**Input for this task**
::::::::::

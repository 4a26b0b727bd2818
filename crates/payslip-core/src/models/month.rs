use chrono::{Datelike, NaiveDate};
use serde::Serialize;
use std::fmt::{Display, Formatter, Result as FmtResult};

/// English month names as they appear in destination folder and file names.
/// Never localized.
pub const MONTH_NAMES: [&str; 12] = [
    "January",
    "February",
    "March",
    "April",
    "May",
    "June",
    "July",
    "August",
    "September",
    "October",
    "November",
    "December",
];

/// One pay period, identified by calendar year and month (1-12).
///
/// Ordering is chronological, so a `BTreeSet<MonthKey>` iterates oldest first.
#[derive(Debug, Clone, Copy, PartialEq, Eq, PartialOrd, Ord, Hash, Serialize)]
pub struct MonthKey {
    year: i32,
    month: u32,
}

impl MonthKey {
    /// Returns `None` when `month` is outside 1..=12.
    pub fn new(year: i32, month: u32) -> Option<Self> {
        if (1..=12).contains(&month) {
            Some(Self { year, month })
        } else {
            None
        }
    }

    /// The month immediately before the one containing `date`.
    pub fn preceding(date: NaiveDate) -> Self {
        Self {
            year: date.year(),
            month: date.month(),
        }
        .previous()
    }

    pub fn previous(self) -> Self {
        if self.month == 1 {
            Self {
                year: self.year - 1,
                month: 12,
            }
        } else {
            Self {
                year: self.year,
                month: self.month - 1,
            }
        }
    }

    /// The `count` months strictly before the month of `today`, most recent first.
    ///
    /// Callers bound `count` (see `MAX_MONTHS_BACK_LIMIT`).
    pub fn recent(today: NaiveDate, count: u32) -> Vec<Self> {
        std::iter::successors(Some(Self::preceding(today)), |month| Some(month.previous()))
            .take(count as usize)
            .collect()
    }

    /// Parse destination folder names, e.g. `("December", "2025")`.
    ///
    /// The year must be exactly four ASCII digits; the month must be a full
    /// English month name (case-insensitive).
    pub fn from_names(month_name: &str, year: &str) -> Option<Self> {
        if year.len() != 4 || !year.bytes().all(|b| b.is_ascii_digit()) {
            return None;
        }
        let year: i32 = year.parse().ok()?;
        let index = MONTH_NAMES
            .iter()
            .position(|name| name.eq_ignore_ascii_case(month_name.trim()))?;
        Self::new(year, index as u32 + 1)
    }

    pub fn year(&self) -> i32 {
        self.year
    }

    pub fn month(&self) -> u32 {
        self.month
    }

    pub fn month_name(&self) -> &'static str {
        MONTH_NAMES[(self.month - 1) as usize]
    }

    pub fn year_folder_name(&self) -> String {
        format!("{:04}", self.year)
    }

    /// `December_2025_PaySlip.pdf`
    pub fn destination_file_name(&self) -> String {
        format!("{}_{}_PaySlip.pdf", self.month_name(), self.year)
    }

    /// `payslip_1225.pdf` (MMYY)
    pub fn archive_file_name(&self) -> String {
        format!("payslip_{:02}{:02}.pdf", self.month, self.year.rem_euclid(100))
    }

    /// Month specifier expected by the Paybooks API: `01-MM-YYYY`.
    pub fn api_month(&self) -> String {
        format!("01-{:02}-{:04}", self.month, self.year)
    }
}

impl Display for MonthKey {
    fn fmt(&self, f: &mut Formatter<'_>) -> FmtResult {
        write!(f, "{} {}", self.month_name(), self.year)
    }
}

#[cfg(test)]
mod tests {
    use super::*;

    fn key(year: i32, month: u32) -> MonthKey {
        MonthKey::new(year, month).unwrap()
    }

    #[test]
    fn rejects_out_of_range_month() {
        assert!(MonthKey::new(2025, 0).is_none());
        assert!(MonthKey::new(2025, 13).is_none());
    }

    #[test]
    fn naming_for_december_2025() {
        let month = key(2025, 12);
        assert_eq!(month.destination_file_name(), "December_2025_PaySlip.pdf");
        assert_eq!(month.archive_file_name(), "payslip_1225.pdf");
        assert_eq!(month.api_month(), "01-12-2025");
        assert_eq!(month.to_string(), "December 2025");
        assert_eq!(month.year_folder_name(), "2025");
    }

    #[test]
    fn archive_name_pads_single_digit_month_and_year() {
        assert_eq!(key(2009, 3).archive_file_name(), "payslip_0309.pdf");
    }

    #[test]
    fn preceding_wraps_year() {
        let jan = NaiveDate::from_ymd_opt(2026, 1, 21).unwrap();
        assert_eq!(MonthKey::preceding(jan), key(2025, 12));

        let dec = NaiveDate::from_ymd_opt(2025, 12, 1).unwrap();
        assert_eq!(MonthKey::preceding(dec), key(2025, 11));
    }

    #[test]
    fn recent_is_reverse_chronological_and_excludes_current_month() {
        let today = NaiveDate::from_ymd_opt(2025, 2, 10).unwrap();
        let months = MonthKey::recent(today, 3);
        assert_eq!(months, vec![key(2025, 1), key(2024, 12), key(2024, 11)]);
        assert!(MonthKey::recent(today, 0).is_empty());
    }

    #[test]
    fn recent_full_window_spans_a_century() {
        let today = NaiveDate::from_ymd_opt(2025, 12, 15).unwrap();
        let months = MonthKey::recent(today, crate::constants::MAX_MONTHS_BACK_LIMIT);
        assert_eq!(months.len(), 1200);
        assert_eq!(months.first(), Some(&key(2025, 11)));
        assert_eq!(months.last(), Some(&key(1925, 12)));
    }

    #[test]
    fn from_names_accepts_full_english_names() {
        assert_eq!(MonthKey::from_names("December", "2025"), Some(key(2025, 12)));
        assert_eq!(MonthKey::from_names("march", "2024"), Some(key(2024, 3)));
    }

    #[test]
    fn from_names_rejects_bad_folders() {
        assert_eq!(MonthKey::from_names("Dec", "2025"), None);
        assert_eq!(MonthKey::from_names("December", "Archive"), None);
        assert_eq!(MonthKey::from_names("December", "25"), None);
        assert_eq!(MonthKey::from_names("December", "+202"), None);
    }

    #[test]
    fn ordering_is_chronological() {
        assert!(key(2024, 12) < key(2025, 1));
        assert!(key(2025, 2) > key(2025, 1));
    }
}
use bytes::Bytes;

use super::MonthKey;

/// The PDF for one pay period, owned by the run that fetched it.
#[derive(Debug, Clone, PartialEq, Eq)]
pub struct PayslipArtifact {
    pub month: MonthKey,
    pub content: Bytes,
}

impl PayslipArtifact {
    pub fn new(month: MonthKey, content: impl Into<Bytes>) -> Self {
        Self {
            month,
            content: content.into(),
        }
    }

    pub fn size_bytes(&self) -> usize {
        self.content.len()
    }

    pub fn destination_file_name(&self) -> String {
        self.month.destination_file_name()
    }
}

::::::::::

**What you will do**
Write all the data out again, word for word.

**Written response**
repository 4a26b0b727bd2818
filename crates/payslip-core/src/models/month.rs
use chrono::{Datelike, NaiveDate};
use serde::Serialize;
use std::fmt::{Display, Formatter, Result as FmtResult};

/// English month names as they appear in destination folder and file names.
/// Never localized.
pub const MONTH_NAMES: [&str; 12] = [
    "January",
    "February",
    "March",
    "April",
    "May",
    "June",
    "July",
    "August",
    "September",
    "October",
    "November",
    "December",
];

/// One pay period, identified by calendar year and month (1-12).
///
/// Ordering is chronological, so a `BTreeSet<MonthKey>` iterates oldest first.
#[derive(Debug, Clone, Copy, PartialEq, Eq, PartialOrd, Ord, Hash, Serialize)]
pub struct MonthKey {
    year: i32,
    month: u32,
}

impl MonthKey {
    /// Returns `None` when `month` is outside 1..=12.
    pub fn new(year: i32, month: u32) -> Option<Self> {
        if (1..=12).contains(&month) {
            Some(Self { year, month })
        } else {
            None
        }
    }

    /// The month immediately before the one containing `date`.
    pub fn preceding(date: NaiveDate) -> Self {
        Self {
            year: date.year(),
            month: date.month(),
        }
        .previous()
    }

    pub fn previous(self) -> Self {
        if self.month == 1 {
            Self {
                year: self.year - 1,
                month: 12,
            }
        } else {
            Self {
                year: self.year,
                month: self.month - 1,
            }
        }
    }

    /// The `count` months strictly before the month of `today`, most recent first.
    ///
    /// Callers bound `count` (see `MAX_MONTHS_BACK_LIMIT`).
    pub fn recent(today: NaiveDate, count: u32) -> Vec<Self> {
        std::iter::successors(Some(Self::preceding(today)), |month| Some(month.previous()))
            .take(count as usize)
            .collect()
    }

    /// Parse destination folder names, e.g. `("December", "2025")`.
    ///
    /// The year must be exactly four ASCII digits; the month must be a full
    /// English month name (case-insensitive).
    pub fn from_names(month_name: &str, year: &str) -> Option<Self> {
        if year.len() != 4 || !year.bytes().all(|b| b.is_ascii_digit()) {
            return None;
        }
        let year: i32 = year.parse().ok()?;
        let index = MONTH_NAMES
            .iter()
            .position(|name| name.eq_ignore_ascii_case(month_name.trim()))?;
        Self::new(year, index as u32 + 1)
    }

    pub fn year(&self) -> i32 {
        self.year
    }

    pub fn month(&self) -> u32 {
        self.month
    }

    pub fn month_name(&self) -> &'static str {
        MONTH_NAMES[(self.month - 1) as usize]
    }

    pub fn year_folder_name(&self) -> String {
        format!("{:04}", self.year)
    }

    /// `December_2025_PaySlip.pdf`
    pub fn destination_file_name(&self) -> String {
        format!("{}_{}_PaySlip.pdf", self.month_name(), self.year)
    }

    /// `payslip_1225.pdf` (MMYY)
    pub fn archive_file_name(&self) -> String {
        format!("payslip_{:02}{:02}.pdf", self.month, self.year.rem_euclid(100))
    }

    /// Month specifier expected by the Paybooks API: `01-MM-YYYY`.
    pub fn api_month(&self) -> String {
        format!("01-{:02}-{:04}", self.month, self.year)
    }
}

impl Display for MonthKey {
    fn fmt(&self, f: &mut Formatter<'_>) -> FmtResult {
        write!(f, "{} {}", self.month_name(), self.year)
    }
}

#[cfg(test)]
mod tests {
    use super::*;

    fn key(year: i32, month: u32) -> MonthKey {
        MonthKey::new(year, month).unwrap()
    }

    #[test]
    fn rejects_out_of_range_month() {
        assert!(MonthKey::new(2025, 0).is_none());
        assert!(MonthKey::new(2025, 13).is_none());
    }

    #[test]
    fn naming_for_december_2025() {
        let month = key(2025, 12);
        assert_eq!(month.destination_file_name(), "December_2025_PaySlip.pdf");
        assert_eq!(month.archive_file_name(), "payslip_1225.pdf");
        assert_eq!(month.api_month(), "01-12-2025");
        assert_eq!(month.to_string(), "December 2025");
        assert_eq!(month.year_folder_name(), "2025");
    }

    #[test]
    fn archive_name_pads_single_digit_month_and_year() {
        assert_eq!(key(2009, 3).archive_file_name(), "payslip_0309.pdf");
    }

    #[test]
    fn preceding_wraps_year() {
        let jan = NaiveDate::from_ymd_opt(2026, 1, 21).unwrap();
        assert_eq!(MonthKey::preceding(jan), key(2025, 12));

        let dec = NaiveDate::from_ymd_opt(2025, 12, 1).unwrap();
        assert_eq!(MonthKey::preceding(dec), key(2025, 11));
    }

    #[test]
    fn recent_is_reverse_chronological_and_excludes_current_month() {
        let today = NaiveDate::from_ymd_opt(2025, 2, 10).unwrap();
        let months = MonthKey::recent(today, 3);
        assert_eq!(months, vec![key(2025, 1), key(2024, 12), key(2024, 11)]);
        assert!(MonthKey::recent(today, 0).is_empty());
    }

    #[test]
    fn recent_full_window_spans_a_century() {
        let today = NaiveDate::from_ymd_opt(2025, 12, 15).unwrap();
        let months = MonthKey::recent(today, crate::constants::MAX_MONTHS_BACK_LIMIT);
        assert_eq!(months.len(), 1200);
        assert_eq!(months.first(), Some(&key(2025, 11)));
        assert_eq!(months.last(), Some(&key(1925, 12)));
    }

    #[test]
    fn from_names_accepts_full_english_names() {
        assert_eq!(MonthKey::from_names("December", "2025"), Some(key(2025, 12)));
        assert_eq!(MonthKey::from_names("march", "2024"), Some(key(2024, 3)));
    }

    #[test]
    fn from_names_rejects_bad_folders() {
        assert_eq!(MonthKey::from_names("Dec", "2025"), None);
        assert_eq!(MonthKey::from_names("December", "Archive"), None);
        assert_eq!(MonthKey::from_names("December", "25"), None);
        assert_eq!(MonthKey::from_names("December", "+202"), None);
    }

    #[test]
    fn ordering_is_chronological() {
        assert!(key(2024, 12) < key(2025, 1));
        assert!(key(2025, 2) > key(2025, 1));
    }
}
use bytes::Bytes;

use super::MonthKey;

/// The PDF for one pay period, owned by the run that fetched it.
#[derive(Debug, Clone, PartialEq, Eq)]
pub struct PayslipArtifact {
    pub month: MonthKey,
    pub content: Bytes,
}

impl PayslipArtifact {
    pub fn new(month: MonthKey, content: impl Into<Bytes>) -> Self {
        Self {
            month,
            content: content.into(),
        }
    }

    pub fn size_bytes(&self) -> usize {
        self.content.len()
    }

    pub fn destination_file_name(&self) -> String {
        self.month.destination_file_name()
    }
}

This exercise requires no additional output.